Action item: Give back all the records exactly, keeping every line whole.

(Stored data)
--

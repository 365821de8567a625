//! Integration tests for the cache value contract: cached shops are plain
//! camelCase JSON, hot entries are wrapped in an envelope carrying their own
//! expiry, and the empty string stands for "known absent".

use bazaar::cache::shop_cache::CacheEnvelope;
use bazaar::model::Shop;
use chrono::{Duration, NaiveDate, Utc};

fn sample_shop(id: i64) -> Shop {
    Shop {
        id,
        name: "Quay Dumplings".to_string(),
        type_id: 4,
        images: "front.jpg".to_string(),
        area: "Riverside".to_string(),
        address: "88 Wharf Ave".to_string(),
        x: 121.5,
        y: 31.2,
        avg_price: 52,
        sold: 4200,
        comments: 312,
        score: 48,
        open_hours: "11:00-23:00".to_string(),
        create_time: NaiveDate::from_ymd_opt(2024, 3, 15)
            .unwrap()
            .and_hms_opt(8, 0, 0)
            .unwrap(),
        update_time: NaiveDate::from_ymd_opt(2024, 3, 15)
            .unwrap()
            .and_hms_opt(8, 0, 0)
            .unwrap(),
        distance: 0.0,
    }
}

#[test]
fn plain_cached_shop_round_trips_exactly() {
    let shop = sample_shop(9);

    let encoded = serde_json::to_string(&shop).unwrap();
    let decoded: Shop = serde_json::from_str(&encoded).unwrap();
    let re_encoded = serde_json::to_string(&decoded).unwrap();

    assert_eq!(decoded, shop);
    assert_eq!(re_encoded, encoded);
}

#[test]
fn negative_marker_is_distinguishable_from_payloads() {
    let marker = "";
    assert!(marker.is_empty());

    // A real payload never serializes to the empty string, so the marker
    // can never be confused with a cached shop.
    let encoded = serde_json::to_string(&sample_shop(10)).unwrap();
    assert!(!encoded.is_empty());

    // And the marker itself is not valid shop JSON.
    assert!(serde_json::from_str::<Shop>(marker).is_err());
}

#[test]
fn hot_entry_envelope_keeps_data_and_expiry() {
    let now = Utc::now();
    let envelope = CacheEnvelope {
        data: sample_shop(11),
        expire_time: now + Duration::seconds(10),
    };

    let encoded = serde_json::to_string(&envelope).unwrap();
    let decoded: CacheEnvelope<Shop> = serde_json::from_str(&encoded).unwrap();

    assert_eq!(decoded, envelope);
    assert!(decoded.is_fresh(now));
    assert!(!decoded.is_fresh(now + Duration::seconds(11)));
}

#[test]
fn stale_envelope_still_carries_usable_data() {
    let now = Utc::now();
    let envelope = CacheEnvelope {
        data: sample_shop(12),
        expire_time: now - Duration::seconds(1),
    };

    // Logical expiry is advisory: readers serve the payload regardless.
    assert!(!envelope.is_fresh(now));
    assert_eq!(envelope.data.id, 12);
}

--

Answer to the exercise:
repository 365821de8567a625
//! Integration tests for the cache value contract: cached shops are plain
//! camelCase JSON, hot entries are wrapped in an envelope carrying their own
//! expiry, and the empty string stands for "known absent".

use bazaar::cache::shop_cache::CacheEnvelope;
use bazaar::model::Shop;
use chrono::{Duration, NaiveDate, Utc};

fn sample_shop(id: i64) -> Shop {
    Shop {
        id,
        name: "Quay Dumplings".to_string(),
        type_id: 4,
        images: "front.jpg".to_string(),
        area: "Riverside".to_string(),
        address: "88 Wharf Ave".to_string(),
        x: 121.5,
        y: 31.2,
        avg_price: 52,
        sold: 4200,
        comments: 312,
        score: 48,
        open_hours: "11:00-23:00".to_string(),
        create_time: NaiveDate::from_ymd_opt(2024, 3, 15)
            .unwrap()
            .and_hms_opt(8, 0, 0)
            .unwrap(),
        update_time: NaiveDate::from_ymd_opt(2024, 3, 15)
            .unwrap()
            .and_hms_opt(8, 0, 0)
            .unwrap(),
        distance: 0.0,
    }
}

#[test]
fn plain_cached_shop_round_trips_exactly() {
    let shop = sample_shop(9);

    let encoded = serde_json::to_string(&shop).unwrap();
    let decoded: Shop = serde_json::from_str(&encoded).unwrap();
    let re_encoded = serde_json::to_string(&decoded).unwrap();

    assert_eq!(decoded, shop);
    assert_eq!(re_encoded, encoded);
}

#[test]
fn negative_marker_is_distinguishable_from_payloads() {
    let marker = "";
    assert!(marker.is_empty());

    // A real payload never serializes to the empty string, so the marker
    // can never be confused with a cached shop.
    let encoded = serde_json::to_string(&sample_shop(10)).unwrap();
    assert!(!encoded.is_empty());

    // And the marker itself is not valid shop JSON.
    assert!(serde_json::from_str::<Shop>(marker).is_err());
}

#[test]
fn hot_entry_envelope_keeps_data_and_expiry() {
    let now = Utc::now();
    let envelope = CacheEnvelope {
        data: sample_shop(11),
        expire_time: now + Duration::seconds(10),
    };

    let encoded = serde_json::to_string(&envelope).unwrap();
    let decoded: CacheEnvelope<Shop> = serde_json::from_str(&encoded).unwrap();

    assert_eq!(decoded, envelope);
    assert!(decoded.is_fresh(now));
    assert!(!decoded.is_fresh(now + Duration::seconds(11)));
}

#[test]
fn stale_envelope_still_carries_usable_data() {
    let now = Utc::now();
    let envelope = CacheEnvelope {
        data: sample_shop(12),
        expire_time: now - Duration::seconds(1),
    };

    // Logical expiry is advisory: readers serve the payload regardless.
    assert!(!envelope.is_fresh(now));
    assert_eq!(envelope.data.id, 12);
}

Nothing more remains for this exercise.